═══ Dataset excerpts
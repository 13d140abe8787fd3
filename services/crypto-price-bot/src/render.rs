//! Presentation: build chat replies (Discord message/embed JSON shape)

use chrono::{DateTime, Utc};
use rust_decimal::prelude::ToPrimitive;
use serde::{Deserialize, Serialize};

use crate::assets::{Asset, AssetRegistry};
use crate::types::{AssetQuote, QuoteMap, ReducedSeries, Trend};

pub const COLOR_UP: u32 = 0x00ff00;
pub const COLOR_DOWN: u32 = 0xff0000;
pub const COLOR_INFO: u32 = 0x0099ff;

const FOOTER_SOURCE: &str = "Data from CoinGecko API";

#[derive(Debug, Clone, PartialEq, Serialize, Deserialize)]
pub struct EmbedField {
    pub name: String,
    pub value: String,
    pub inline: bool,
}

#[derive(Debug, Clone, PartialEq, Serialize, Deserialize)]
pub struct EmbedFooter {
    pub text: String,
}

#[derive(Debug, Clone, PartialEq, Serialize, Deserialize)]
pub struct EmbedImage {
    pub url: String,
}

#[derive(Debug, Clone, Default, PartialEq, Serialize, Deserialize)]
pub struct Embed {
    pub title: String,
    #[serde(skip_serializing_if = "Option::is_none")]
    pub description: Option<String>,
    pub color: u32,
    #[serde(default, skip_serializing_if = "Vec::is_empty")]
    pub fields: Vec<EmbedField>,
    #[serde(skip_serializing_if = "Option::is_none")]
    pub image: Option<EmbedImage>,
    #[serde(skip_serializing_if = "Option::is_none")]
    pub footer: Option<EmbedFooter>,
    #[serde(skip_serializing_if = "Option::is_none")]
    pub timestamp: Option<DateTime<Utc>>,
}

impl Embed {
    pub fn new(title: impl Into<String>, color: u32) -> Self {
        Self {
            title: title.into(),
            color,
            ..Default::default()
        }
    }

    pub fn description(mut self, text: impl Into<String>) -> Self {
        self.description = Some(text.into());
        self
    }

    pub fn field(mut self, name: impl Into<String>, value: impl Into<String>, inline: bool) -> Self {
        self.fields.push(EmbedField {
            name: name.into(),
            value: value.into(),
            inline,
        });
        self
    }

    pub fn image(mut self, url: impl Into<String>) -> Self {
        self.image = Some(EmbedImage { url: url.into() });
        self
    }

    pub fn footer(mut self, text: impl Into<String>) -> Self {
        self.footer = Some(EmbedFooter { text: text.into() });
        self
    }

    pub fn timestamp(mut self, at: DateTime<Utc>) -> Self {
        self.timestamp = Some(at);
        self
    }
}

/// A message to post: plain text, embeds, or both
#[derive(Debug, Clone, Default, PartialEq, Serialize, Deserialize)]
pub struct Reply {
    #[serde(skip_serializing_if = "Option::is_none")]
    pub content: Option<String>,
    #[serde(default, skip_serializing_if = "Vec::is_empty")]
    pub embeds: Vec<Embed>,
}

impl Reply {
    pub fn text(content: impl Into<String>) -> Self {
        Self {
            content: Some(content.into()),
            embeds: Vec::new(),
        }
    }

    pub fn embed(embed: Embed) -> Self {
        Self {
            content: None,
            embeds: vec![embed],
        }
    }
}

/// Group the integer part with commas: 67123 -> "67,123"
fn group_thousands(int_part: &str) -> String {
    let digits: Vec<char> = int_part.chars().collect();
    let mut out = String::with_capacity(digits.len() + digits.len() / 3);
    for (i, c) in digits.iter().enumerate() {
        if i > 0 && (digits.len() - i) % 3 == 0 {
            out.push(',');
        }
        out.push(*c);
    }
    out
}

/// Human amount: 2 decimals with grouping from 1 up, up to 6 decimals below 1
pub fn format_amount(value: f64) -> String {
    if !value.is_finite() {
        return "N/A".to_string();
    }

    let negative = value < 0.0;
    let abs = value.abs();

    let formatted = if abs >= 1.0 {
        let fixed = format!("{:.2}", abs);
        let (int_part, frac) = fixed.split_once('.').unwrap_or((fixed.as_str(), "00"));
        format!("{}.{}", group_thousands(int_part), frac)
    } else {
        let fixed = format!("{:.6}", abs);
        let trimmed = fixed.trim_end_matches('0');
        if trimmed.ends_with('.') {
            format!("{}00", trimmed)
        } else {
            trimmed.to_string()
        }
    };

    if negative {
        format!("-{}", formatted)
    } else {
        formatted
    }
}

/// Amount with the currency's usual prefix
pub fn format_money(currency: &str, value: f64) -> String {
    let amount = format_amount(value);
    match currency.to_lowercase().as_str() {
        "usd" => format!("${}", amount),
        "idr" => format!("Rp{}", amount),
        "eur" => format!("€{}", amount),
        other => format!("{} {}", amount, other.to_uppercase()),
    }
}

/// Signed percentage, "N/A" when unknown
pub fn format_change(change: Option<f64>) -> String {
    match change {
        Some(c) if c.is_finite() => format!("{:+.2}%", c),
        _ => "N/A".to_string(),
    }
}

/// A missing or negative 24h change renders as falling
fn change_is_up(change: Option<f64>) -> bool {
    change.map(|c| c >= 0.0).unwrap_or(false)
}

fn currency_label(currency: &str) -> String {
    let emoji = match currency.to_lowercase().as_str() {
        "usd" => "💵",
        "idr" => "💴",
        "eur" => "💶",
        _ => "💱",
    };
    format!("{} {}", emoji, currency.to_uppercase())
}

/// Price card for a single asset
pub fn price_card(asset: &Asset, quote: &AssetQuote, now: DateTime<Utc>) -> Reply {
    let primary_change = quote
        .get("usd")
        .or_else(|| quote.quotes.first())
        .and_then(|q| q.change_24h);
    let color = if change_is_up(primary_change) { COLOR_UP } else { COLOR_DOWN };

    let mut embed = Embed::new(format!("💰 {} Price Info", asset.name), color)
        .description(format!("Current price of {}", asset.name));

    for q in &quote.quotes {
        embed = embed.field(
            currency_label(&q.currency),
            format!("{} ({})", format_money(&q.currency, q.price), format_change(q.change_24h)),
            true,
        );
    }

    Reply::embed(embed.footer(FOOTER_SOURCE).timestamp(now))
}

/// One-line-per-asset USD overview, in registry order
pub fn summary_card(
    title: &str,
    registry: &AssetRegistry,
    quotes: &QuoteMap,
    trends: &[(String, Trend)],
    trend_days: u32,
    now: DateTime<Utc>,
) -> Reply {
    let mut embed = Embed::new(title, COLOR_INFO)
        .description("Current cryptocurrency prices in USD");

    for asset in registry.assets() {
        let Some(quote) = quotes.get(&asset.id) else {
            continue;
        };
        let Some(usd) = quote.get("usd").or_else(|| quote.quotes.first()) else {
            continue;
        };

        let emoji = if change_is_up(usd.change_24h) { "🟢" } else { "🔴" };
        let mut value = format!(
            "{} ({} {})",
            format_money(&usd.currency, usd.price),
            emoji,
            format_change(usd.change_24h)
        );
        if let Some((_, trend)) = trends.iter().find(|(id, _)| id == &asset.id) {
            value.push_str(&format!("\n{}d: {} {}", trend_days, trend.emoji(), trend.as_str()));
        }

        embed = embed.field(asset.name.clone(), value, true);
    }

    Reply::embed(embed.footer(FOOTER_SOURCE).timestamp(now))
}

/// Reduced-series chart card; `currency` is the one the history was fetched in
pub fn chart_card(
    asset: &Asset,
    series: &ReducedSeries,
    currency: &str,
    days: u32,
    chart_url: Option<String>,
    now: DateTime<Utc>,
) -> Reply {
    let color = series.trend.color();
    let change = series
        .change_percent()
        .map(|c| format!("{:+.2}%", c.round_dp(2)))
        .unwrap_or_else(|| "N/A".to_string());

    let mut embed = Embed::new(format!("📈 {} {}d chart", asset.name, days), color).description(
        format!("Trend: {} {} ({})", series.trend.emoji(), series.trend.as_str(), change),
    );

    for point in &series.points {
        let price = point.price.to_f64().unwrap_or_default();
        embed = embed.field(point.label.clone(), format_money(currency, price), true);
    }

    if let Some(url) = chart_url {
        embed = embed.image(url);
    }

    Reply::embed(embed.footer(FOOTER_SOURCE).timestamp(now))
}

/// Command reference
pub fn help_card(prefix: &str, registry: &AssetRegistry) -> Reply {
    let mut embed = Embed::new("🤖 Crypto Price Tracker Commands", COLOR_INFO)
        .description("Available commands:");

    for asset in registry.assets() {
        let names = asset
            .aliases
            .iter()
            .map(|a| format!("{}{}", prefix, a))
            .collect::<Vec<_>>()
            .join(" or ");
        embed = embed.field(names, format!("Current {} price", asset.name), true);
    }

    embed = embed
        .field(
            format!("{p}crypto or {p}all", p = prefix),
            "Price summary of every cryptocurrency",
            false,
        )
        .field(
            format!("{}chart <asset> [days]", prefix),
            "Price chart with trend (default 7 days)",
            false,
        )
        .field(format!("{}help", prefix), "Show this command list", false);

    Reply::embed(embed.footer("Cryptocurrency Price Tracker Bot"))
}

pub fn unknown_asset(token: &str, registry: &AssetRegistry) -> Reply {
    Reply::text(format!(
        "unknown asset: {}. Known assets: {}",
        token,
        registry.short_aliases().join(", ")
    ))
}

pub fn no_history(asset: &Asset) -> Reply {
    Reply::text(format!("No historical data available for {}.", asset.name))
}

pub fn fetch_failed(what: &str) -> Reply {
    Reply::text(format!(
        "Sorry, could not fetch {} right now. Please try again later.",
        what
    ))
}

pub fn usage(text: &str) -> Reply {
    Reply::text(format!("Usage: {}", text))
}
use axum::{
    extract::State,
    http::StatusCode,
    response::{IntoResponse, Response},
    Json,
};
use std::sync::Arc;
use tracing::{info, warn};

use crate::render::Reply;
use crate::types::SourceHealth;
use crate::AppState;

/// Message relayed from the chat platform
#[derive(Debug, serde::Deserialize)]
pub struct CommandRequest {
    pub content: String,
    #[serde(default)]
    pub author_is_bot: bool,
}

/// POST /commands - Answer one chat message
///
/// 200 with the reply, or 204 when the message is not a command for this bot.
pub async fn post_command(
    State(state): State<Arc<AppState>>,
    Json(req): Json<CommandRequest>,
) -> Response {
    match state
        .dispatcher
        .handle_message(&req.content, req.author_is_bot)
        .await
    {
        Some(reply) => Json(reply).into_response(),
        None => StatusCode::NO_CONTENT.into_response(),
    }
}

/// GET /assets - Supported assets and their aliases
pub async fn list_assets(State(state): State<Arc<AppState>>) -> Json<AssetsResponse> {
    let registry = state.dispatcher.registry();

    Json(AssetsResponse {
        assets: registry
            .assets()
            .iter()
            .map(|a| AssetEntry {
                id: a.id.clone(),
                name: a.name.clone(),
                aliases: a.aliases.clone(),
            })
            .collect(),
    })
}

/// POST /broadcast - Build and post the daily summary now
pub async fn trigger_broadcast(
    State(state): State<Arc<AppState>>,
) -> Result<Json<BroadcastResponse>, (StatusCode, String)> {
    info!("Manual daily summary requested");

    match state.dispatcher.daily_summary().await {
        Ok(reply) => {
            if let Err(e) = state.gateway.post(&reply).await {
                warn!("Broadcast delivery failed: {}", e);
                return Err((StatusCode::BAD_GATEWAY, e.to_string()));
            }
            Ok(Json(BroadcastResponse {
                gateway: state.gateway.name().to_string(),
                reply,
            }))
        }
        Err(e) => {
            warn!("Daily summary failed: {}", e);
            Err((StatusCode::SERVICE_UNAVAILABLE, e.to_string()))
        }
    }
}

/// GET /health - Service health check
pub async fn health_check(State(state): State<Arc<AppState>>) -> Json<HealthResponse> {
    let source = state.dispatcher.source().health().await;

    Json(HealthResponse {
        status: if source.is_healthy {
            "healthy".to_string()
        } else {
            "degraded".to_string()
        },
        sources: vec![source],
    })
}

// Response types
#[derive(Debug, serde::Serialize)]
pub struct AssetEntry {
    pub id: String,
    pub name: String,
    pub aliases: Vec<String>,
}

#[derive(Debug, serde::Serialize)]
pub struct AssetsResponse {
    pub assets: Vec<AssetEntry>,
}

#[derive(Debug, serde::Serialize)]
pub struct BroadcastResponse {
    pub gateway: String,
    pub reply: Reply,
}

#[derive(Debug, serde::Serialize)]
pub struct HealthResponse {
    pub status: String,
    pub sources: Vec<SourceHealth>,
}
══════
▶ [Work item]:
What is needed is an exact copy of the lines above, from the one containing "let mut embed = Embed::new(title, COLOR_INFO)" through the one containing "pub fn help_card(prefix: &str, registry: &AssetRegistry)", with nothing added.

▶ [Solution to this problem]:
    let mut embed = Embed::new(title, COLOR_INFO)
        .description("Current cryptocurrency prices in USD");

    for asset in registry.assets() {
        let Some(quote) = quotes.get(&asset.id) else {
            continue;
        };
        let Some(usd) = quote.get("usd").or_else(|| quote.quotes.first()) else {
            continue;
        };

        let emoji = if change_is_up(usd.change_24h) { "🟢" } else { "🔴" };
        let mut value = format!(
            "{} ({} {})",
            format_money(&usd.currency, usd.price),
            emoji,
            format_change(usd.change_24h)
        );
        if let Some((_, trend)) = trends.iter().find(|(id, _)| id == &asset.id) {
            value.push_str(&format!("\n{}d: {} {}", trend_days, trend.emoji(), trend.as_str()));
        }

        embed = embed.field(asset.name.clone(), value, true);
    }

    Reply::embed(embed.footer(FOOTER_SOURCE).timestamp(now))
}

/// Reduced-series chart card; `currency` is the one the history was fetched in
pub fn chart_card(
    asset: &Asset,
    series: &ReducedSeries,
    currency: &str,
    days: u32,
    chart_url: Option<String>,
    now: DateTime<Utc>,
) -> Reply {
    let color = series.trend.color();
    let change = series
        .change_percent()
        .map(|c| format!("{:+.2}%", c.round_dp(2)))
        .unwrap_or_else(|| "N/A".to_string());

    let mut embed = Embed::new(format!("📈 {} {}d chart", asset.name, days), color).description(
        format!("Trend: {} {} ({})", series.trend.emoji(), series.trend.as_str(), change),
    );

    for point in &series.points {
        let price = point.price.to_f64().unwrap_or_default();
        embed = embed.field(point.label.clone(), format_money(currency, price), true);
    }

    if let Some(url) = chart_url {
        embed = embed.image(url);
    }

    Reply::embed(embed.footer(FOOTER_SOURCE).timestamp(now))
}

/// Command reference
pub fn help_card(prefix: &str, registry: &AssetRegistry) -> Reply {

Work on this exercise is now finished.